Aim of the exercise:
Output the line with "one per axis." and every line below it until the listing ends, exactly as written and with nothing added.

==================================================

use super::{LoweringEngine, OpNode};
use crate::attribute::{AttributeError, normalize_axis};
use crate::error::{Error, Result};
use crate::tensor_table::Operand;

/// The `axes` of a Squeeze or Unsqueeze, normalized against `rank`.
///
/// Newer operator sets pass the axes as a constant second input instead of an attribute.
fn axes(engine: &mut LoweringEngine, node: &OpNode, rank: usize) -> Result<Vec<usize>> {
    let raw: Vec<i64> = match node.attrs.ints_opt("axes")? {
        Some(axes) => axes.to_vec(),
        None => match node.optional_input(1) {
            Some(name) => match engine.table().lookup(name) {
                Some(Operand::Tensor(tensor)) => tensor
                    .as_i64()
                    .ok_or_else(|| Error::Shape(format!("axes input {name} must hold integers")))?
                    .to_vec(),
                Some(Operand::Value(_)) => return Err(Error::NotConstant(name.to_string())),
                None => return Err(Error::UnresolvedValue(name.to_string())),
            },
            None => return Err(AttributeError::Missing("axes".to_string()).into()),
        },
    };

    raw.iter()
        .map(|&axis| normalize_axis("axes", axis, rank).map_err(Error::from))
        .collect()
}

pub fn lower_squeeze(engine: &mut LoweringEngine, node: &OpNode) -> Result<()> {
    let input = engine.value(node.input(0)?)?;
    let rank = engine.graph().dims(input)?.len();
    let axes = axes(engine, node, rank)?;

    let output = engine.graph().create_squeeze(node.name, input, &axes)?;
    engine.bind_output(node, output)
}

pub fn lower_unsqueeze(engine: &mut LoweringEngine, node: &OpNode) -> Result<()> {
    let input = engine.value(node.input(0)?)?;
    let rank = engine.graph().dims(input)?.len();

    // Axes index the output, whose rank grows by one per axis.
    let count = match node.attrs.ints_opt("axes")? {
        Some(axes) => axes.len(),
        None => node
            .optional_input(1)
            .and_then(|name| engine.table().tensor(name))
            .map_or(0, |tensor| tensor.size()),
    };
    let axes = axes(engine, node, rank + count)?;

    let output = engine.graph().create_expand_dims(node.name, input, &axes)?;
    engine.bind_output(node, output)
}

==================================================

Solution for this problem:
    // Axes index the output, whose rank grows by one per axis.
    let count = match node.attrs.ints_opt("axes")? {
        Some(axes) => axes.len(),
        None => node
            .optional_input(1)
            .and_then(|name| engine.table().tensor(name))
            .map_or(0, |tensor| tensor.size()),
    };
    let axes = axes(engine, node, rank + count)?;

    let output = engine.graph().create_expand_dims(node.name, input, &axes)?;
    engine.bind_output(node, output)
}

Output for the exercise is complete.